UNOCI has a force presence of 9,150-strong, after the Security Council unanimously adopted resolution 1942 (2010) of 29 September, authorizing additional deployment of 500 police and military personnel to assist in the election. What is very rare is for the members of the Security Council to rally behind the position adopted by the Secretary-General to ensure decision of the population of Ivory Coast in the voting are respected. The technocratic and much experienced Alassane Dramane Ouattara of the Rally of the Republicans (RDD, from its French acronym) has been elected by the last election.

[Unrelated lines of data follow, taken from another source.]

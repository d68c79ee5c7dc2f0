use sea_orm::entity::prelude::*;

#[derive(Clone, Debug, PartialEq, Eq, DeriveEntityModel)]
#[sea_orm(table_name = "images")]
pub struct Model {
    #[sea_orm(primary_key)]
    pub id: i64,

    pub post_id: i64,

    pub filename: String,

    pub file_path: String,

    pub created_at: String,
}

#[derive(Copy, Clone, Debug, EnumIter, DeriveRelation)]
pub enum Relation {
    #[sea_orm(
        belongs_to = "super::posts::Entity",
        from = "Column::PostId",
        to = "super::posts::Column::Id",
        on_update = "NoAction",
        on_delete = "Cascade"
    )]
    Posts,
}

impl Related<super::posts::Entity> for Entity {
    fn to() -> RelationDef {
        Relation::Posts.def()
    }
}

impl ActiveModelBehavior for ActiveModel {}
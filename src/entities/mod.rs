pub mod prelude;

pub mod admins;
pub mod comments;
pub mod images;
pub mod posts;
use sea_orm::entity::prelude::*;

#[derive(Clone, Debug, PartialEq, Eq, DeriveEntityModel)]
#[sea_orm(table_name = "admins")]
pub struct Model {
    #[sea_orm(primary_key)]
    pub id: i64,

    #[sea_orm(unique)]
    pub username: String,

    /// Argon2id password hash
    pub password_hash: String,

    pub display_name: String,

    pub created_at: String,
}

#[derive(Copy, Clone, Debug, EnumIter, DeriveRelation)]
pub enum Relation {}

impl ActiveModelBehavior for ActiveModel {}
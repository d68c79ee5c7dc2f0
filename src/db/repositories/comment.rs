use sea_orm::sea_query::Expr;
use sea_orm::{
    ActiveModelTrait, ColumnTrait, DatabaseConnection, EntityTrait, QueryFilter, QueryOrder, Set,
};

use crate::db::error::{StoreError, StoreResult};
use crate::entities::{comments, prelude::*};

#[derive(Debug, Clone)]
pub struct NewComment {
    pub post_id: i64,
    pub commenter_name: String,
    pub content: String,
}

pub struct CommentRepository {
    conn: DatabaseConnection,
}

impl CommentRepository {
    #[must_use]
    pub const fn new(conn: DatabaseConnection) -> Self {
        Self { conn }
    }

    /// A dangling `post_id` is rejected by the schema's foreign key,
    /// not by this method.
    pub async fn create(&self, new: NewComment) -> StoreResult<comments::Model> {
        let active = comments::ActiveModel {
            post_id: Set(new.post_id),
            commenter_name: Set(new.commenter_name),
            content: Set(new.content),
            ..Default::default()
        };

        active
            .insert(&self.conn)
            .await
            .map_err(StoreError::persistence("insert comment"))
    }

    pub async fn get_by_id(&self, id: i64) -> StoreResult<comments::Model> {
        Comments::find_by_id(id)
            .one(&self.conn)
            .await
            .map_err(StoreError::persistence("load comment"))?
            .ok_or_else(|| StoreError::not_found("comment", id))
    }

    /// Comments for one post in chronological order, id tiebreaking
    /// same-second rows.
    pub async fn list_for_post(&self, post_id: i64) -> StoreResult<Vec<comments::Model>> {
        Comments::find()
            .filter(comments::Column::PostId.eq(post_id))
            .order_by_asc(comments::Column::CreatedAt)
            .order_by_asc(comments::Column::Id)
            .all(&self.conn)
            .await
            .map_err(StoreError::persistence("list comments"))
    }

    pub async fn update(&self, comment: &comments::Model) -> StoreResult<()> {
        let result = Comments::update_many()
            .col_expr(
                comments::Column::CommenterName,
                Expr::value(comment.commenter_name.clone()),
            )
            .col_expr(
                comments::Column::Content,
                Expr::value(comment.content.clone()),
            )
            .filter(comments::Column::Id.eq(comment.id))
            .exec(&self.conn)
            .await
            .map_err(StoreError::persistence("update comment"))?;

        if result.rows_affected == 0 {
            return Err(StoreError::not_found("comment", comment.id));
        }

        Ok(())
    }

    pub async fn delete(&self, id: i64) -> StoreResult<()> {
        Comments::delete_by_id(id)
            .exec(&self.conn)
            .await
            .map_err(StoreError::persistence("delete comment"))?;

        Ok(())
    }
}
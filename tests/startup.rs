//! Startup behaviour of the relay binary.
//!
//! These run the compiled binary with a controlled environment and never
//! reach the network: every case fails during configuration.

use std::process::{Command, Output};

fn run(env: &[(&str, &str)]) -> Output {
    let mut cmd = Command::new(env!("CARGO_BIN_EXE_medic-relay"));
    cmd.env_clear();
    for (key, value) in env {
        cmd.env(key, value);
    }
    cmd.output().expect("failed to run medic-relay")
}

#[test]
fn test_missing_token_exits_with_status_1() {
    let output = run(&[
        ("GAME_CHAT_CHANNEL_ID", "111111111111"),
        ("MEDICS_CHANNEL_ID", "222222222222"),
    ]);
    assert_eq!(output.status.code(), Some(1));
    let stderr = String::from_utf8_lossy(&output.stderr);
    assert!(stderr.contains("[FATAL]"), "stderr: {stderr}");
    assert!(stderr.contains("BOT_TOKEN"), "stderr: {stderr}");
}

#[test]
fn test_missing_channel_exits_with_status_1() {
    let output = run(&[("BOT_TOKEN", "not-a-real-token"), ("GAME_CHAT_CHANNEL_ID", "111111111111")]);
    assert_eq!(output.status.code(), Some(1));
    let stderr = String::from_utf8_lossy(&output.stderr);
    assert!(stderr.contains("MEDICS_CHANNEL_ID"), "stderr: {stderr}");
}

#[test]
fn test_invalid_pattern_exits_with_status_1() {
    let output = run(&[
        ("BOT_TOKEN", "not-a-real-token"),
        ("GAME_CHAT_CHANNEL_ID", "111111111111"),
        ("MEDICS_CHANNEL_ID", "222222222222"),
        ("FORWARD_PATTERN", "(unclosed"),
    ]);
    assert_eq!(output.status.code(), Some(1));
    let stderr = String::from_utf8_lossy(&output.stderr);
    assert!(stderr.contains("invalid regex"), "stderr: {stderr}");
    assert!(!stderr.contains("not-a-real-token"), "token leaked: {stderr}");
}

#[test]
fn test_missing_config_file_exits_with_status_1() {
    let output = {
        let mut cmd = Command::new(env!("CARGO_BIN_EXE_medic-relay"));
        cmd.env_clear().arg("/nonexistent/relay.json");
        cmd.output().expect("failed to run medic-relay")
    };
    assert_eq!(output.status.code(), Some(1));
    let stderr = String::from_utf8_lossy(&output.stderr);
    assert!(stderr.contains("failed to read config file"), "stderr: {stderr}");
}
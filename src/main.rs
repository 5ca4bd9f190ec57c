mod config;
mod discord;
mod discord_log;
mod relay;

use std::sync::Arc;

use serenity::all::Http;
use tracing::{error, info, warn};
use tracing_appender::non_blocking::WorkerGuard;
use tracing_subscriber::prelude::*;

use config::Config;
use discord::DiscordGateway;
use relay::{InboundSource, Relay};

fn init_logging(config: &Config) -> Option<WorkerGuard> {
    let stdout_layer = tracing_subscriber::fmt::layer()
        .with_writer(std::io::stdout)
        .with_filter(
            tracing_subscriber::EnvFilter::from_default_env()
                .add_directive(tracing::Level::INFO.into()),
        );

    let mut open_error = None;
    let (file_layer, guard) = match config.log_dir.as_ref().map(|dir| {
        std::fs::create_dir_all(dir)?;
        std::fs::OpenOptions::new()
            .create(true)
            .append(true)
            .open(dir.join("medic-relay.log"))
    }) {
        Some(Ok(file)) => {
            let (non_blocking, guard) = tracing_appender::non_blocking(file);
            let layer = tracing_subscriber::fmt::layer()
                .with_writer(non_blocking)
                .with_ansi(false)
                .with_filter(
                    tracing_subscriber::EnvFilter::from_default_env()
                        .add_directive(tracing::Level::INFO.into()),
                );
            (Some(layer), Some(guard))
        }
        Some(Err(e)) => {
            open_error = Some(e);
            (None, None)
        }
        None => (None, None),
    };

    let discord_layer = config.log_channel.map(|channel| {
        let http = Arc::new(Http::new(&config.bot_token));
        discord_log::DiscordLogLayer::new(http, channel)
    });

    tracing_subscriber::registry()
        .with(stdout_layer)
        .with(file_layer)
        .with(discord_layer)
        .init();

    if let Some(e) = open_error {
        warn!("Log file disabled: {e}");
    }

    guard
}

#[tokio::main]
async fn main() {
    let loaded = match std::env::args().nth(1) {
        Some(path) => Config::load(&path),
        None => Config::from_env(),
    };
    let config = match loaded {
        Ok(config) => Arc::new(config),
        Err(e) => {
            eprintln!("[FATAL] {e}. Exiting.");
            std::process::exit(1);
        }
    };

    let guard = init_logging(&config);

    info!(
        token = %config.masked_token(),
        source = %config.source_channel,
        destination = %config.destination_channel,
        pattern = %config.pattern,
        role = ?config.role_id.map(|r| r.get()),
        threads = config.include_threads,
        embeds = config.scan_embeds,
        "🚀 Starting medic-relay"
    );

    let gateway = DiscordGateway::new(config.bot_token.clone());
    let relay = Arc::new(Relay::new(config));

    if let Err(e) = gateway.subscribe(relay).await {
        error!("Discord client stopped: {e}");
        drop(guard);
        std::process::exit(1);
    }
}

The use of force is not an easy decision. In Ivory Coast, it might be a necessity now to remove the man who has become obstacle to the resolution of that country’s longstanding political and security, and problems of national identity—whether a person is Ivorian or not.While it is essential to determine who is a citizen, using it as a means of dividing the country and to discredit opponents should be fought
tooth and nail.


Mr Gbagbo is counting on the support of the armed forces, not for a long time though. The financial sanctions would soon bite. The armed forces could be swayed when they realise that he cannot pay their salaries. However, the UN and ECOWAS need not wait, until that realisation sinks. There is no more propitious time and opportunity than now to kick Mr Gbagbo and his cronies out of power by military means—with as little bloodshed as possible. This task is not going to be that easy, not even in the north, despite the presence of UN peacekeepers and French forces.

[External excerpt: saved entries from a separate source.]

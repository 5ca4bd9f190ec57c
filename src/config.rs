use regex::{Regex, RegexBuilder};
use serde::Deserialize;
use serenity::all::{ChannelId, RoleId};
use std::fmt;
use std::path::{Path, PathBuf};

/// Trigger used when `FORWARD_PATTERN` is not set.
pub const DEFAULT_PATTERN: &str = r"/(?:911|admin)\b";

/// Text placed in front of every forwarded message.
pub const DEFAULT_ALARM_PREFIX: &str = "🚨 **MEDIC CALL** 🚨\n";

/// Errors that can occur when loading configuration.
#[derive(Debug)]
pub enum ConfigError {
    /// Failed to read the config file.
    ReadFile { path: PathBuf, source: std::io::Error },
    /// Failed to parse JSON.
    ParseJson { path: PathBuf, source: serde_json::Error },
    /// A required value is absent or blank.
    Missing(&'static str),
    /// A channel or role id is not a valid snowflake.
    InvalidId { key: &'static str, value: String },
    /// A boolean switch could not be parsed.
    InvalidFlag { key: &'static str, value: String },
    /// Invalid regex pattern.
    InvalidRegex { pattern: String, source: regex::Error },
    /// Validation error.
    Validation(String),
}

impl fmt::Display for ConfigError {
    fn fmt(&self, f: &mut fmt::Formatter<'_>) -> fmt::Result {
        match self {
            Self::ReadFile { path, source } => {
                write!(f, "failed to read config file '{}': {}", path.display(), source)
            }
            Self::ParseJson { path, source } => {
                write!(f, "failed to parse config file '{}': {}", path.display(), source)
            }
            Self::Missing(key) => write!(f, "{} is not set", key),
            Self::InvalidId { key, value } => {
                write!(f, "{} must be a numeric Discord id, got '{}'", key, value)
            }
            Self::InvalidFlag { key, value } => {
                write!(f, "{} must be true or false, got '{}'", key, value)
            }
            Self::InvalidRegex { pattern, source } => {
                write!(f, "invalid regex pattern '{}': {}", pattern, source)
            }
            Self::Validation(msg) => write!(f, "config validation error: {}", msg),
        }
    }
}

impl std::error::Error for ConfigError {
    fn source(&self) -> Option<&(dyn std::error::Error + 'static)> {
        match self {
            Self::ReadFile { source, .. } => Some(source),
            Self::ParseJson { source, .. } => Some(source),
            Self::InvalidRegex { source, .. } => Some(source),
            Self::Missing(_)
            | Self::InvalidId { .. }
            | Self::InvalidFlag { .. }
            | Self::Validation(_) => None,
        }
    }
}

/// Snowflakes may be written as JSON numbers or strings.
#[derive(Deserialize)]
#[serde(untagged)]
enum Snowflake {
    Number(u64),
    Text(String),
}

impl Snowflake {
    fn into_string(self) -> String {
        match self {
            Self::Number(n) => n.to_string(),
            Self::Text(s) => s,
        }
    }
}

/// On-disk shape of the optional JSON config. Every field can be overridden
/// by the matching environment variable.
#[derive(Default, Deserialize)]
#[serde(deny_unknown_fields)]
struct ConfigFile {
    bot_token: Option<String>,
    game_chat_channel_id: Option<Snowflake>,
    medics_channel_id: Option<Snowflake>,
    forward_pattern: Option<String>,
    medic_role_id: Option<Snowflake>,
    forward_threads: Option<bool>,
    forward_embeds: Option<bool>,
    alarm_prefix: Option<String>,
    log_channel_id: Option<Snowflake>,
    log_dir: Option<String>,
}

pub struct Config {
    pub bot_token: String,
    /// Channel whose messages are inspected.
    pub source_channel: ChannelId,
    /// Channel that receives the alarm.
    pub destination_channel: ChannelId,
    /// Trigger, always compiled case-insensitive.
    pub pattern: Regex,
    pub role_id: Option<RoleId>,
    /// Also accept threads whose parent is the source channel.
    pub include_threads: bool,
    /// Scan embed titles, descriptions, fields and footers.
    pub scan_embeds: bool,
    pub alarm_prefix: String,
    /// Channel mirroring the bot's own log lines.
    pub log_channel: Option<ChannelId>,
    /// Directory for the append-only log file.
    pub log_dir: Option<PathBuf>,
}

impl Config {
    /// Build the config from the process environment only.
    pub fn from_env() -> Result<Self, ConfigError> {
        Self::from_vars(|key| std::env::var(key).ok())
    }

    /// Load a JSON config file and apply environment overrides on top.
    pub fn load<P: AsRef<Path>>(path: P) -> Result<Self, ConfigError> {
        let config_path = path.as_ref().to_path_buf();
        let content = std::fs::read_to_string(&config_path)
            .map_err(|e| ConfigError::ReadFile { path: config_path.clone(), source: e })?;
        let file: ConfigFile = serde_json::from_str(&content)
            .map_err(|e| ConfigError::ParseJson { path: config_path, source: e })?;
        Self::from_sources(file, |key| std::env::var(key).ok())
    }

    /// Build the config from an arbitrary variable lookup, with no file.
    pub fn from_vars<F>(lookup: F) -> Result<Self, ConfigError>
    where
        F: Fn(&str) -> Option<String>,
    {
        Self::from_sources(ConfigFile::default(), lookup)
    }

    fn from_sources<F>(file: ConfigFile, lookup: F) -> Result<Self, ConfigError>
    where
        F: Fn(&str) -> Option<String>,
    {
        let var = |key: &str| lookup(key).filter(|v| !v.trim().is_empty());

        let bot_token = var("BOT_TOKEN")
            .or(file.bot_token)
            .map(|t| t.trim().to_string())
            .filter(|t| !t.is_empty())
            .ok_or(ConfigError::Missing("BOT_TOKEN"))?;

        let source_channel = var("GAME_CHAT_CHANNEL_ID")
            .or(file.game_chat_channel_id.map(Snowflake::into_string))
            .ok_or(ConfigError::Missing("GAME_CHAT_CHANNEL_ID"))
            .and_then(|v| parse_id("GAME_CHAT_CHANNEL_ID", &v))
            .map(ChannelId::new)?;

        let destination_channel = var("MEDICS_CHANNEL_ID")
            .or(file.medics_channel_id.map(Snowflake::into_string))
            .ok_or(ConfigError::Missing("MEDICS_CHANNEL_ID"))
            .and_then(|v| parse_id("MEDICS_CHANNEL_ID", &v))
            .map(ChannelId::new)?;

        if source_channel == destination_channel {
            return Err(ConfigError::Validation(format!(
                "GAME_CHAT_CHANNEL_ID and MEDICS_CHANNEL_ID are both {}",
                source_channel
            )));
        }

        let pattern_source = var("FORWARD_PATTERN")
            .or(file.forward_pattern)
            .unwrap_or_else(|| DEFAULT_PATTERN.to_string());
        let pattern = RegexBuilder::new(&pattern_source)
            .case_insensitive(true)
            .build()
            .map_err(|e| ConfigError::InvalidRegex { pattern: pattern_source, source: e })?;

        let role_id = var("MEDIC_ROLE_ID")
            .or(file.medic_role_id.map(Snowflake::into_string))
            .map(|v| parse_id("MEDIC_ROLE_ID", &v).map(RoleId::new))
            .transpose()?;

        let include_threads = match var("FORWARD_THREADS") {
            Some(v) => parse_flag("FORWARD_THREADS", &v)?,
            None => file.forward_threads.unwrap_or(false),
        };
        let scan_embeds = match var("FORWARD_EMBEDS") {
            Some(v) => parse_flag("FORWARD_EMBEDS", &v)?,
            None => file.forward_embeds.unwrap_or(true),
        };

        // The prefix is taken verbatim so trailing spaces and newlines survive.
        let alarm_prefix = lookup("ALARM_PREFIX")
            .filter(|v| !v.is_empty())
            .or(file.alarm_prefix)
            .unwrap_or_else(|| DEFAULT_ALARM_PREFIX.to_string());

        let log_channel = var("LOG_CHANNEL_ID")
            .or(file.log_channel_id.map(Snowflake::into_string))
            .map(|v| parse_id("LOG_CHANNEL_ID", &v).map(ChannelId::new))
            .transpose()?;

        let log_dir = var("LOG_DIR").or(file.log_dir).map(PathBuf::from);

        Ok(Self {
            bot_token,
            source_channel,
            destination_channel,
            pattern,
            role_id,
            include_threads,
            scan_embeds,
            alarm_prefix,
            log_channel,
            log_dir,
        })
    }

    /// Token safe for logging: first few characters only.
    pub fn masked_token(&self) -> String {
        mask(&self.bot_token)
    }
}

fn mask(secret: &str) -> String {
    let head: String = secret.chars().take(8).collect();
    format!("{head}...")
}

fn parse_id(key: &'static str, value: &str) -> Result<u64, ConfigError> {
    match value.trim().parse::<u64>() {
        Ok(id) if id != 0 => Ok(id),
        _ => Err(ConfigError::InvalidId { key, value: value.to_string() }),
    }
}

fn parse_flag(key: &'static str, value: &str) -> Result<bool, ConfigError> {
    match value.trim().to_ascii_lowercase().as_str() {
        "1" | "true" | "yes" | "on" => Ok(true),
        "0" | "false" | "no" | "off" => Ok(false),
        _ => Err(ConfigError::InvalidFlag { key, value: value.to_string() }),
    }
}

In collaboration between Mr Ouattara, the United Nations and ECOWAS, and other opposition parties, there is need to set up a dedicated team that would assist the president-elect in stabilisation of the country and consolidation of his powers, especially at a time when he cannot rely on the country’s armed forces and part of the civil service. To that end, the following need to be agreed upon, as necessary:

    A. The UN needs to plan on one-year time table to stabiliseMr Ouattara’s government and consolidate his power;

    B. The international community needs to work with Mr Ouattara, supported by a team of experts, with diverse backgrounds;

    C.The president-elect needs to work with Ivorians of all stripes toward healing the north-south divide, avoiding any semblance of ethnic favouritism or political vendetta, a disgraceful habit of Africa’s strongmen. He also should seek close collaboration with ONOCI’s task force, while decision-making is entirely his.

    D. All the above, including Mr Ouattara, must respect and defend the rights of the millions that have stood behind Mr Gbagbo in the south. They need to be weaned out. Special efforts need to be exerted to enable them to see that the drastic action of ejecting the former president is being taken in he interests of the whole country and its people—both northerners and southerners. Recall that Mr Gbagbo and his supporters have accused the UN peacekeeping force and French troops as Mr Ouattara’s operatives, because of which they declared he and his supporters declared them “rebel fighters.” In a traditional society such as Ivory Coast, this calls for patient and concerted efforts of transformation, not sabre

    E. The ICC must gather evidence and build a case of abuse of state powers and associated crimes responsible for the current situation and prosecute Mr Gbagbo and his associates for the lives lost. Let the world declare its impatience with election stealers.